-- Supplied data follows --

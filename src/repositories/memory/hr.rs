use async_trait::async_trait;
use chrono::NaiveDate;
use uuid::Uuid;

use super::MemoryStore;
use crate::error::AppError;
use crate::models::absence::{Absence, AbsenceFilter};
use crate::models::employee::{Employee, EmployeeFilter};
use crate::models::loan::{Deduction, DeductionFilter, Loan, LoanFilter, LoanStatus};
use crate::models::payroll::{Payroll, PayrollFilter, PayrollItem, PayrollStatus, settle_items};
use crate::models::vacation::{VacationFilter, VacationPeriod, VacationStatus};
use crate::pagination::{Page, PageRequest};
use crate::repositories::{
    AbsenceRepository, Change, EmployeeRepository, LoanRepository, PayrollRepository,
    VacationRepository,
};

#[async_trait]
impl EmployeeRepository for MemoryStore {
    async fn create_employee(&self, employee: &Employee) -> Result<(), AppError> {
        self.employees.insert(employee.clone()).await;
        Ok(())
    }

    async fn find_employee(&self, tenant_id: Uuid, id: Uuid) -> Result<Option<Employee>, AppError> {
        Ok(self
            .employees
            .find(tenant_id, |e| e.id == id && e.deleted_at.is_none())
            .await)
    }

    async fn find_employee_by_registration(
        &self,
        tenant_id: Uuid,
        registration_number: &str,
    ) -> Result<Option<Employee>, AppError> {
        Ok(self
            .employees
            .find(tenant_id, |e| {
                e.registration_number == registration_number && e.deleted_at.is_none()
            })
            .await)
    }

    async fn list_employees(
        &self,
        tenant_id: Uuid,
        filter: &EmployeeFilter,
        page: PageRequest,
    ) -> Result<Page<Employee>, AppError> {
        Ok(self
            .employees
            .page(
                tenant_id,
                |e| e.deleted_at.is_none() && filter.status.is_none_or(|s| e.status == s),
                page,
            )
            .await)
    }

    async fn update_employee(&self, employee: &Employee) -> Result<(), AppError> {
        self.employees.replace(employee).await;
        Ok(())
    }

    async fn delete_employee(&self, tenant_id: Uuid, id: Uuid) -> Result<bool, AppError> {
        let now = chrono::Utc::now();
        let changed = self
            .employees
            .update_where(tenant_id, |e| e.id == id && e.deleted_at.is_none(), |e| {
                e.deleted_at = Some(now)
            })
            .await;
        Ok(changed > 0)
    }

    async fn list_payable_employees(
        &self,
        tenant_id: Uuid,
        period_end: NaiveDate,
    ) -> Result<Vec<Employee>, AppError> {
        let mut employees = self
            .employees
            .filter(tenant_id, |e| {
                e.deleted_at.is_none() && e.is_employed() && e.hire_date <= period_end
            })
            .await;
        employees.sort_by(|a, b| a.registration_number.cmp(&b.registration_number));
        Ok(employees)
    }
}

#[async_trait]
impl AbsenceRepository for MemoryStore {
    async fn insert_absence(&self, absence: &Absence) -> Result<(), AppError> {
        let _tx = self.tx.lock().await;
        let clash = self
            .absences
            .find(absence.tenant_id, |a| {
                a.employee_id == absence.employee_id
                    && a.status.is_blocking()
                    && a.overlaps(absence.start_date, absence.end_date)
            })
            .await;
        if clash.is_some() {
            return Err(AppError::bad_request(
                "Absence overlaps another pending or approved absence",
            ));
        }
        self.absences.insert(absence.clone()).await;
        Ok(())
    }

    async fn find_absence(&self, tenant_id: Uuid, id: Uuid) -> Result<Option<Absence>, AppError> {
        Ok(self.absences.get(tenant_id, id).await)
    }

    async fn list_absences(
        &self,
        tenant_id: Uuid,
        filter: &AbsenceFilter,
        page: PageRequest,
    ) -> Result<Page<Absence>, AppError> {
        Ok(self
            .absences
            .page(
                tenant_id,
                |a| {
                    filter.employee_id.is_none_or(|id| a.employee_id == id)
                        && filter.status.is_none_or(|s| a.status == s)
                        && filter.absence_type.is_none_or(|t| a.absence_type == t)
                },
                page,
            )
            .await)
    }

    async fn update_absence(&self, absence: &Absence) -> Result<(), AppError> {
        self.absences.replace(absence).await;
        Ok(())
    }
}

#[async_trait]
impl VacationRepository for MemoryStore {
    async fn create_period(&self, period: &VacationPeriod) -> Result<(), AppError> {
        let _tx = self.tx.lock().await;
        let duplicate = self
            .vacations
            .find(period.tenant_id, |p| {
                p.employee_id == period.employee_id
                    && p.acquisition_start == period.acquisition_start
            })
            .await;
        if duplicate.is_some() {
            return Err(AppError::Conflict(
                "A vacation period with this acquisition start already exists".into(),
            ));
        }
        self.vacations.insert(period.clone()).await;
        Ok(())
    }

    async fn find_period(
        &self,
        tenant_id: Uuid,
        id: Uuid,
    ) -> Result<Option<VacationPeriod>, AppError> {
        Ok(self.vacations.get(tenant_id, id).await)
    }

    async fn list_periods(
        &self,
        tenant_id: Uuid,
        filter: &VacationFilter,
        page: PageRequest,
    ) -> Result<Page<VacationPeriod>, AppError> {
        Ok(self
            .vacations
            .page(
                tenant_id,
                |p| {
                    filter.employee_id.is_none_or(|id| p.employee_id == id)
                        && filter.status.is_none_or(|s| p.status == s)
                },
                page,
            )
            .await)
    }

    async fn list_employee_periods(
        &self,
        tenant_id: Uuid,
        employee_id: Uuid,
    ) -> Result<Vec<VacationPeriod>, AppError> {
        let mut periods = self
            .vacations
            .filter(tenant_id, |p| p.employee_id == employee_id)
            .await;
        periods.sort_by_key(|p| p.acquisition_start);
        Ok(periods)
    }

    async fn list_open_periods(&self, tenant_id: Uuid) -> Result<Vec<VacationPeriod>, AppError> {
        Ok(self
            .vacations
            .filter(tenant_id, |p| {
                matches!(p.status, VacationStatus::Pending | VacationStatus::Available)
            })
            .await)
    }

    async fn update_period(&self, period: &VacationPeriod) -> Result<(), AppError> {
        self.vacations.replace(period).await;
        Ok(())
    }
}

#[async_trait]
impl PayrollRepository for MemoryStore {
    async fn create_payroll(&self, payroll: &Payroll) -> Result<(), AppError> {
        let _tx = self.tx.lock().await;
        let existing = self
            .payrolls
            .find(payroll.tenant_id, |p| {
                p.reference_month == payroll.reference_month
                    && p.reference_year == payroll.reference_year
                    && p.status != PayrollStatus::Cancelled
            })
            .await;
        if existing.is_some() {
            return Err(AppError::Conflict(format!(
                "A payroll for {:02}/{} already exists",
                payroll.reference_month, payroll.reference_year
            )));
        }
        self.payrolls.insert(payroll.clone()).await;
        Ok(())
    }

    async fn find_payroll(&self, tenant_id: Uuid, id: Uuid) -> Result<Option<Payroll>, AppError> {
        Ok(self.payrolls.get(tenant_id, id).await)
    }

    async fn list_payrolls(
        &self,
        tenant_id: Uuid,
        filter: &PayrollFilter,
        page: PageRequest,
    ) -> Result<Page<Payroll>, AppError> {
        Ok(self
            .payrolls
            .page(
                tenant_id,
                |p| {
                    filter.reference_year.is_none_or(|y| p.reference_year == y)
                        && filter.status.is_none_or(|s| p.status == s)
                },
                page,
            )
            .await)
    }

    async fn list_items(
        &self,
        tenant_id: Uuid,
        payroll_id: Uuid,
    ) -> Result<Vec<PayrollItem>, AppError> {
        // insertion order
        let mut items = self
            .payroll_items
            .filter(tenant_id, |i| i.payroll_id == payroll_id)
            .await;
        items.reverse();
        Ok(items)
    }

    async fn save_calculation(
        &self,
        payroll: &Payroll,
        items: &[PayrollItem],
    ) -> Result<(), AppError> {
        let _tx = self.tx.lock().await;
        let current = self
            .payrolls
            .get(payroll.tenant_id, payroll.id)
            .await
            .ok_or(AppError::NotFound("Payroll"))?;
        if !matches!(
            current.status,
            PayrollStatus::Draft | PayrollStatus::Calculated
        ) {
            return Err(AppError::BadRequest(format!(
                "Payroll in status {} cannot be calculated",
                current.status
            )));
        }

        self.payroll_items
            .remove_where(payroll.tenant_id, |i| i.payroll_id == payroll.id)
            .await;
        self.payroll_items.insert_many(items.iter().cloned()).await;
        self.payrolls.replace(payroll).await;
        Ok(())
    }

    async fn modify_payroll(
        &self,
        tenant_id: Uuid,
        id: Uuid,
        change: Change<'_, Payroll>,
    ) -> Result<Payroll, AppError> {
        let _tx = self.tx.lock().await;
        let mut payroll = self
            .payrolls
            .get(tenant_id, id)
            .await
            .ok_or(AppError::NotFound("Payroll"))?;
        change(&mut payroll)?;
        self.payrolls.replace(&payroll).await;
        Ok(payroll)
    }

    async fn settle_payroll(&self, tenant_id: Uuid, id: Uuid) -> Result<Payroll, AppError> {
        let _tx = self.tx.lock().await;
        let mut payroll = self
            .payrolls
            .get(tenant_id, id)
            .await
            .ok_or(AppError::NotFound("Payroll"))?;
        payroll.pay()?;

        let items = self
            .payroll_items
            .filter(tenant_id, |i| i.payroll_id == id)
            .await;
        let mut loans = self
            .loans
            .filter(tenant_id, |l| l.status == LoanStatus::Active)
            .await;
        let mut deductions = self.deductions.filter(tenant_id, |d| d.is_active).await;

        let (loan_ids, deduction_ids) = settle_items(&items, &mut loans, &mut deductions);
        for loan in loans.iter().filter(|l| loan_ids.contains(&l.id)) {
            self.loans.replace(loan).await;
        }
        for deduction in deductions.iter().filter(|d| deduction_ids.contains(&d.id)) {
            self.deductions.replace(deduction).await;
        }
        self.payrolls.replace(&payroll).await;
        Ok(payroll)
    }
}

#[async_trait]
impl LoanRepository for MemoryStore {
    async fn create_loan(&self, loan: &Loan) -> Result<(), AppError> {
        self.loans.insert(loan.clone()).await;
        Ok(())
    }

    async fn find_loan(&self, tenant_id: Uuid, id: Uuid) -> Result<Option<Loan>, AppError> {
        Ok(self.loans.get(tenant_id, id).await)
    }

    async fn list_loans(
        &self,
        tenant_id: Uuid,
        filter: &LoanFilter,
        page: PageRequest,
    ) -> Result<Page<Loan>, AppError> {
        Ok(self
            .loans
            .page(
                tenant_id,
                |l| {
                    filter.employee_id.is_none_or(|id| l.employee_id == id)
                        && filter.status.is_none_or(|s| l.status == s)
                },
                page,
            )
            .await)
    }

    async fn list_active_loans(&self, tenant_id: Uuid) -> Result<Vec<Loan>, AppError> {
        Ok(self
            .loans
            .filter(tenant_id, |l| l.status == LoanStatus::Active)
            .await)
    }

    async fn modify_loan(
        &self,
        tenant_id: Uuid,
        id: Uuid,
        change: Change<'_, Loan>,
    ) -> Result<Loan, AppError> {
        let _tx = self.tx.lock().await;
        let mut loan = self
            .loans
            .get(tenant_id, id)
            .await
            .ok_or(AppError::NotFound("Loan"))?;
        change(&mut loan)?;
        self.loans.replace(&loan).await;
        Ok(loan)
    }

    async fn create_deduction(&self, deduction: &Deduction) -> Result<(), AppError> {
        self.deductions.insert(deduction.clone()).await;
        Ok(())
    }

    async fn find_deduction(
        &self,
        tenant_id: Uuid,
        id: Uuid,
    ) -> Result<Option<Deduction>, AppError> {
        Ok(self.deductions.get(tenant_id, id).await)
    }

    async fn list_deductions(
        &self,
        tenant_id: Uuid,
        filter: &DeductionFilter,
        page: PageRequest,
    ) -> Result<Page<Deduction>, AppError> {
        Ok(self
            .deductions
            .page(
                tenant_id,
                |d| {
                    filter.employee_id.is_none_or(|id| d.employee_id == id)
                        && filter.is_active.is_none_or(|a| d.is_active == a)
                },
                page,
            )
            .await)
    }

    async fn list_active_deductions(&self, tenant_id: Uuid) -> Result<Vec<Deduction>, AppError> {
        Ok(self.deductions.filter(tenant_id, |d| d.is_active).await)
    }

    async fn modify_deduction(
        &self,
        tenant_id: Uuid,
        id: Uuid,
        change: Change<'_, Deduction>,
    ) -> Result<Deduction, AppError> {
        let _tx = self.tx.lock().await;
        let mut deduction = self
            .deductions
            .get(tenant_id, id)
            .await
            .ok_or(AppError::NotFound("Deduction"))?;
        change(&mut deduction)?;
        self.deductions.replace(&deduction).await;
        Ok(deduction)
    }
}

-- Supplied data concluded --

**What is needed**. If a line in the data above contains "already", return that line.

**Output of the task**.
                "A vacation period with this acquisition start already exists".into(),
                "A payroll for {:02}/{} already exists",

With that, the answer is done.